Illinois Elections is divided into two sections. Part One provides votes for the candidates, identified by name and party (where party is known) and percentages in the various elections. Part Two shows the vote in each county by

30/October 1993/Illinois Issues


party. A disadvantage of this format is that the reader must shift back and forth between the two sections to match candidate names and party. However, the rewards of putting up with this slight inconvenience are substantial.

Picking up the Allen and Lacey book is a little like browsing through old newspapers. You get distracted on almost every page. Even a casual perusal of the contents yields some fascinating nuggets from Illinois electoral history. For example, the useful introduction informs the reader that in 1892 and from 1912 to 1940, Illinois elected two of its congressmen statewide. Voters were given two votes to cast for statewide candidates in these elections.

Roaming through the presidential vote by county, one finds that Abraham Lincoln lost his home county of Sangamon by 42 votes in 1860 and by 380 votes in 1864. Some of the historic close elections in Illinois are also recalled on these pages. In 1960, John F. Kennedy beat Richard M. Nixon in the presidential race in Illinois by a total of 8,858 votes, two-tenths of 1 percent of all votes cast. More recently, Gov. James R. Thompson was reelected in 1982 over Adiai E. Stevenson III by a margin of 5,074 votes.

For the serious electoral analyst rather that the casual browser, however, it is the county-level data in Part Two which will prove most useful. One could trace the regional pattern of presidential and gubernatorial voting by party in Illinois from the Civil War to the present, for example, by aggregating the county vote by areas of the state. Or one could examine ticket-splitting in presidential and gubernatorial elections by county up to 1978, when gubernatorial elections went off the four-year presidential cycle.

Another bonus is Allen and Lacey's inclusion of minor party votes for parties receiving at least 1 percent of the vote. This allows an analysis of the waxing and waning of third party voting in Illinois over time. The introduction lists 65 parties which have contested the elections covered in the book, sometimes with memorable results. Who can forget the circumstances behind the formation of the infamous Illinois Solidarity Party in 1986, to take a recent example?

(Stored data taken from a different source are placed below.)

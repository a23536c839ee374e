use std::str::FromStr;

use url::Url;

use crate::{EntityId, EntityKind, Error, ErrorKind, Platform, Result};

/// A reference to one entity on one platform, parsed from a share URL or URI.
#[derive(Debug, Clone, PartialEq, Eq, Hash)]
pub struct ContentLink {
    pub platform: Platform,
    pub kind: EntityKind,
    pub id: EntityId,
}

impl ContentLink {
    pub fn new(platform: Platform, kind: EntityKind, id: impl Into<EntityId>) -> Self {
        Self {
            platform,
            kind,
            id: id.into(),
        }
    }

    pub fn parse(input: &str) -> Result<Self> {
        let input = input.trim();
        if let Some(rest) = input.strip_prefix("spotify:") {
            return parse_spotify_uri(rest).ok_or_else(|| invalid(input));
        }

        let url = Url::parse(input)
            .map_err(|e| Error::with_source(ErrorKind::Invalid, "invalid content url", e))?;
        let host = url.host_str().unwrap_or_default();
        let host = host.strip_prefix("www.").unwrap_or(host);
        let segments = url
            .path_segments()
            .map(|s| s.filter(|s| !s.is_empty()).collect::<Vec<_>>())
            .unwrap_or_default();

        let link = match host {
            "open.spotify.com" => parse_spotify_path(&segments),
            "deezer.com" => parse_deezer_path(&segments),
            "music.apple.com" => parse_apple_music(&url, &segments),
            "tidal.com" | "listen.tidal.com" => parse_tidal_path(&segments),
            "music.youtube.com" => parse_youtube_music(&url, &segments),
            _ => None,
        };
        link.ok_or_else(|| invalid(input))
    }

    pub fn canonical_url(&self) -> String {
        let id = self.id.as_str();
        match self.platform {
            Platform::Spotify => format!("https://open.spotify.com/{}/{}", self.kind, id),
            Platform::Deezer => format!("https://www.deezer.com/{}/{}", self.kind, id),
            Platform::AppleMusic => match self.kind {
                EntityKind::Track => format!("https://music.apple.com/song/{id}"),
                kind => format!("https://music.apple.com/{kind}/{id}"),
            },
            Platform::Tidal => format!("https://tidal.com/browse/{}/{}", self.kind, id),
            Platform::YoutubeMusic => match self.kind {
                EntityKind::Track => format!("https://music.youtube.com/watch?v={id}"),
                EntityKind::Artist => format!("https://music.youtube.com/channel/{id}"),
                EntityKind::Album | EntityKind::Playlist => {
                    format!("https://music.youtube.com/playlist?list={id}")
                }
            },
        }
    }
}

impl FromStr for ContentLink {
    type Err = Error;

    fn from_str(s: &str) -> Result<Self, Self::Err> {
        Self::parse(s)
    }
}

impl std::fmt::Display for ContentLink {
    fn fmt(&self, f: &mut std::fmt::Formatter<'_>) -> std::fmt::Result {
        f.write_str(&self.canonical_url())
    }
}

fn invalid(input: &str) -> Error {
    Error::new(
        ErrorKind::Invalid,
        format!("unrecognized content link: {input}"),
    )
}

fn strict_kind(segment: &str) -> Option<EntityKind> {
    match segment {
        "track" => Some(EntityKind::Track),
        "album" => Some(EntityKind::Album),
        "artist" => Some(EntityKind::Artist),
        "playlist" => Some(EntityKind::Playlist),
        _ => None,
    }
}

fn non_empty_id(id: &str) -> Option<EntityId> {
    let id = id.trim();
    if id.is_empty() {
        return None;
    }
    Some(EntityId::new(id))
}

fn parse_spotify_uri(rest: &str) -> Option<ContentLink> {
    let (kind, id) = rest.split_once(':')?;
    Some(ContentLink {
        platform: Platform::Spotify,
        kind: strict_kind(kind)?,
        id: non_empty_id(id)?,
    })
}

fn parse_spotify_path(segments: &[&str]) -> Option<ContentLink> {
    // localized links look like /intl-de/track/{id}
    let segments = match segments.first() {
        Some(first) if first.starts_with("intl-") => &segments[1..],
        _ => segments,
    };
    match segments {
        [kind, id, ..] => Some(ContentLink {
            platform: Platform::Spotify,
            kind: strict_kind(kind)?,
            id: non_empty_id(id)?,
        }),
        _ => None,
    }
}

fn parse_deezer_path(segments: &[&str]) -> Option<ContentLink> {
    // optional language prefix: /en/album/{id}
    let segments = match segments.first() {
        Some(first) if strict_kind(first).is_none() => &segments[1..],
        _ => segments,
    };
    match segments {
        [kind, id, ..] if id.bytes().all(|b| b.is_ascii_digit()) => Some(ContentLink {
            platform: Platform::Deezer,
            kind: strict_kind(kind)?,
            id: non_empty_id(id)?,
        }),
        _ => None,
    }
}

fn parse_apple_music(url: &Url, segments: &[&str]) -> Option<ContentLink> {
    // /{storefront}/{kind}/{slug}/{id}, the slug is sometimes missing
    let (kind, id) = match segments {
        [_, kind, _, id, ..] | [_, kind, id] => (*kind, *id),
        _ => return None,
    };
    let kind = match kind {
        "song" => EntityKind::Track,
        other => strict_kind(other)?,
    };
    if kind == EntityKind::Album {
        if let Some((_, track_id)) = url.query_pairs().find(|(k, _)| k == "i") {
            return Some(ContentLink {
                platform: Platform::AppleMusic,
                kind: EntityKind::Track,
                id: non_empty_id(&track_id)?,
            });
        }
    }
    Some(ContentLink {
        platform: Platform::AppleMusic,
        kind,
        id: non_empty_id(id)?,
    })
}

fn parse_tidal_path(segments: &[&str]) -> Option<ContentLink> {
    let segments = match segments.first() {
        Some(&"browse") => &segments[1..],
        _ => segments,
    };
    match segments {
        [kind, id, ..] => Some(ContentLink {
            platform: Platform::Tidal,
            kind: strict_kind(kind)?,
            id: non_empty_id(id)?,
        }),
        _ => None,
    }
}

fn parse_youtube_music(url: &Url, segments: &[&str]) -> Option<ContentLink> {
    let query = |key: &str| {
        url.query_pairs()
            .find(|(k, _)| k == key)
            .map(|(_, v)| v.into_owned())
    };
    match segments {
        ["watch"] => Some(ContentLink {
            platform: Platform::YoutubeMusic,
            kind: EntityKind::Track,
            id: non_empty_id(&query("v")?)?,
        }),
        ["playlist"] => {
            let list = query("list")?;
            // album playlists carry the OLAK5uy_ prefix
            let kind = if list.starts_with("OLAK5uy_") {
                EntityKind::Album
            } else {
                EntityKind::Playlist
            };
            Some(ContentLink {
                platform: Platform::YoutubeMusic,
                kind,
                id: non_empty_id(&list)?,
            })
        }
        ["channel", id] => Some(ContentLink {
            platform: Platform::YoutubeMusic,
            kind: EntityKind::Artist,
            id: non_empty_id(id)?,
        }),
        _ => None,
    }
}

When Lyndon LaRouche's candidates shocked the state by winning the Democratic nomination for lieutenant governor (Mark Fairchild) and secretary of state (Janice Hart), Adiai Stevenson III — Democratic nominee for governor — was forced to resign from the Democratic party and establish the Illinois Solidarity Party in order to run with compatible candidates of his choice.

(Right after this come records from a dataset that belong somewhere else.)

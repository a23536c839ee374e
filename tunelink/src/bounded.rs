use std::{
    borrow::Borrow,
    collections::{BTreeMap, HashMap},
    hash::Hash,
};

/// A map that holds at most `capacity` entries and evicts the least recently written one.
///
/// Writing an existing key moves it to the newest position. Reads do not affect recency.
#[derive(Debug, Clone)]
pub struct BoundedMap<K, V> {
    capacity: usize,
    next_seq: u64,
    entries: HashMap<K, (u64, V)>,
    order: BTreeMap<u64, K>,
}

impl<K, V> BoundedMap<K, V>
where
    K: Clone + Eq + Hash,
{
    /// A capacity of zero is treated as one.
    pub fn new(capacity: usize) -> Self {
        Self {
            capacity: capacity.max(1),
            next_seq: 0,
            entries: HashMap::new(),
            order: BTreeMap::new(),
        }
    }

    pub fn capacity(&self) -> usize {
        self.capacity
    }

    pub fn len(&self) -> usize {
        self.entries.len()
    }

    pub fn is_empty(&self) -> bool {
        self.entries.is_empty()
    }

    pub fn get<Q>(&self, key: &Q) -> Option<&V>
    where
        K: Borrow<Q>,
        Q: Hash + Eq + ?Sized,
    {
        self.entries.get(key).map(|(_, v)| v)
    }

    pub fn contains_key<Q>(&self, key: &Q) -> bool
    where
        K: Borrow<Q>,
        Q: Hash + Eq + ?Sized,
    {
        self.entries.contains_key(key)
    }

    /// Inserts or refreshes `key`, returning the entry evicted to make room, if any.
    pub fn insert(&mut self, key: K, value: V) -> Option<(K, V)> {
        let seq = self.next_seq;
        self.next_seq += 1;

        if let Some((old_seq, old_value)) = self.entries.get_mut(&key) {
            self.order.remove(&*old_seq);
            *old_seq = seq;
            *old_value = value;
            self.order.insert(seq, key);
            return None;
        }

        let evicted = if self.entries.len() >= self.capacity {
            self.pop_oldest()
        } else {
            None
        };
        self.order.insert(seq, key.clone());
        self.entries.insert(key, (seq, value));
        evicted
    }

    pub fn remove<Q>(&mut self, key: &Q) -> Option<V>
    where
        K: Borrow<Q>,
        Q: Hash + Eq + ?Sized,
    {
        let (seq, value) = self.entries.remove(key)?;
        self.order.remove(&seq);
        Some(value)
    }

    /// Entries from oldest to newest.
    pub fn iter(&self) -> impl Iterator<Item = (&K, &V)> {
        self.order
            .values()
            .filter_map(|key| self.entries.get(key).map(|(_, v)| (key, v)))
    }

    fn pop_oldest(&mut self) -> Option<(K, V)> {
        let (_, key) = self.order.pop_first()?;
        let (_, value) = self.entries.remove(&key)?;
        Some((key, value))
    }
}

The Third House by Alan Rosenthal discusses the changes taking place in lobbying at the state level. It will appeal most to those who follow the Illinois General Assembly closely. Rosenthal makes it clear that lobbying is no longer just the traditional one-on-one persuasion that occurs around the brass rail under the Capitol dome or at Springfield watering holes. Professional lobbying is becoming more multifaceted, and the changes associated with this trend are visible in Illinois as well as around the nation.

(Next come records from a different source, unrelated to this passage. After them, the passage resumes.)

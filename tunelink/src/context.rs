use std::{path::PathBuf, sync::Arc, time::Duration};

use crate::{
    aggregator::SearchAggregator,
    backfill::{
        ArtworkStore, BackfillConfig, EntityDetailFetcher, EntityLister, MetadataBackfillCache,
        DEFAULT_ARTWORK_CAPACITY, DEFAULT_BACKFILL_TIMEOUT,
    },
    charts::{ChartsCache, DEFAULT_CHARTS_TTL},
    persistence::{DurablePersistence, FilesystemPersistence, MemoryPersistence},
    provider::{ProviderClient, RegisteredProvider},
    Clock, Error, ErrorKind, Result, SystemClock,
};

#[derive(Debug, Default, Clone)]
pub enum StorageBackend {
    #[default]
    Memory,
    Filesystem {
        path: PathBuf,
    },
    /// Any other store, such as an embedded kv store or a remote cache.
    Custom(Arc<dyn DurablePersistence>),
}

#[derive(Debug)]
pub struct Config {
    storage_backend: StorageBackend,
    providers: Vec<RegisteredProvider>,
    clock: Arc<dyn Clock>,
    charts_ttl: Duration,
    charts_provider: Option<String>,
    artwork_capacity: usize,
    backfill_timeout: Duration,
    session_id: Option<String>,
}

impl Config {
    pub fn new(storage_backend: StorageBackend) -> Self {
        Self {
            storage_backend,
            providers: Vec::new(),
            clock: Arc::new(SystemClock),
            charts_ttl: DEFAULT_CHARTS_TTL,
            charts_provider: None,
            artwork_capacity: DEFAULT_ARTWORK_CAPACITY,
            backfill_timeout: DEFAULT_BACKFILL_TIMEOUT,
            session_id: None,
        }
    }

    /// Lower priority values are attempted first.
    pub fn register_provider(
        &mut self,
        priority: u32,
        name: impl Into<String>,
        client: impl ProviderClient,
    ) -> Result<()> {
        self.register_provider_arc(priority, name, Arc::new(client))
    }

    pub fn register_provider_arc(
        &mut self,
        priority: u32,
        name: impl Into<String>,
        client: Arc<dyn ProviderClient>,
    ) -> Result<()> {
        let name = name.into();
        if self.providers.iter().any(|p| p.identifier() == name) {
            return Err(Error::new(
                ErrorKind::Invalid,
                format!("provider {name} already registered"),
            ));
        }
        self.providers
            .push(RegisteredProvider::from_arc(priority, name, client));
        Ok(())
    }

    pub fn with_clock(mut self, clock: impl Clock) -> Self {
        self.clock = Arc::new(clock);
        self
    }

    pub fn with_charts_ttl(mut self, ttl: Duration) -> Self {
        self.charts_ttl = ttl;
        self
    }

    /// Defaults to the provider with the lowest priority value.
    pub fn with_charts_provider(mut self, name: impl Into<String>) -> Self {
        self.charts_provider = Some(name.into());
        self
    }

    pub fn with_artwork_capacity(mut self, capacity: usize) -> Self {
        self.artwork_capacity = capacity;
        self
    }

    pub fn with_backfill_timeout(mut self, timeout: Duration) -> Self {
        self.backfill_timeout = timeout;
        self
    }

    /// Scopes the "owner already prefetched" markers. Defaults to a fresh id per context.
    pub fn with_session_id(mut self, session_id: impl Into<String>) -> Self {
        self.session_id = Some(session_id.into());
        self
    }
}

#[derive(Debug, Clone)]
pub struct Context {
    search: Arc<SearchAggregator>,
    charts: ChartsCache,
    clock: Arc<dyn Clock>,
    artwork: Arc<ArtworkStore>,
}

pub fn new(config: Config) -> Result<Context> {
    let persistence = match config.storage_backend {
        StorageBackend::Memory => {
            Arc::new(MemoryPersistence::default()) as Arc<dyn DurablePersistence>
        }
        StorageBackend::Filesystem { ref path } => {
            Arc::new(FilesystemPersistence::new(path.clone())) as Arc<dyn DurablePersistence>
        }
        StorageBackend::Custom(ref persistence) => persistence.clone(),
    };

    let search = SearchAggregator::new(config.providers)?;
    let charts_provider = match config.charts_provider {
        Some(ref name) => search.provider(name).ok_or_else(|| {
            Error::new(
                ErrorKind::Invalid,
                format!("charts provider {name} is not registered"),
            )
        })?,
        None => search.primary(),
    };
    tracing::info!(
        "charts served by {} with ttl {:?}",
        charts_provider.identifier(),
        config.charts_ttl
    );
    let charts = ChartsCache::new(charts_provider, config.clock.clone(), config.charts_ttl);

    let session_id = config
        .session_id
        .unwrap_or_else(|| ulid::Ulid::new().to_string());

    Ok(Context {
        search: Arc::new(search),
        charts,
        clock: config.clock,
        artwork: Arc::new(ArtworkStore::new(
            persistence,
            BackfillConfig {
                capacity: config.artwork_capacity,
                detail_timeout: config.backfill_timeout,
                session_id,
            },
        )),
    })
}

impl Context {
    pub fn search(&self) -> &SearchAggregator {
        &self.search
    }

    pub fn charts(&self) -> &ChartsCache {
        &self.charts
    }

    pub fn clock(&self) -> &Arc<dyn Clock> {
        &self.clock
    }

    pub fn session_id(&self) -> &str {
        self.artwork.session_id()
    }

    /// Builds an artwork cache over this context's artwork store.
    ///
    /// Every cache built from one context shares the same entries and prefetch markers.
    pub fn artwork_cache(
        &self,
        lister: impl EntityLister,
        fetcher: impl EntityDetailFetcher,
    ) -> MetadataBackfillCache {
        MetadataBackfillCache::new(self.artwork.clone(), Arc::new(lister), Arc::new(fetcher))
    }
}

Rosenthal documents these changes in a comparative study of California, Colorado, Florida, New Jersey, Minnesota and Texas. Florida and Texas more nearly resemble Illinois in the freewheeling nature and lax regulatory climate of their lobbying, while Minnesota and Colorado are most different from Illinois in that they have a more heavily regulated political environment. California and Illinois are similar in their degree of legislative modernization.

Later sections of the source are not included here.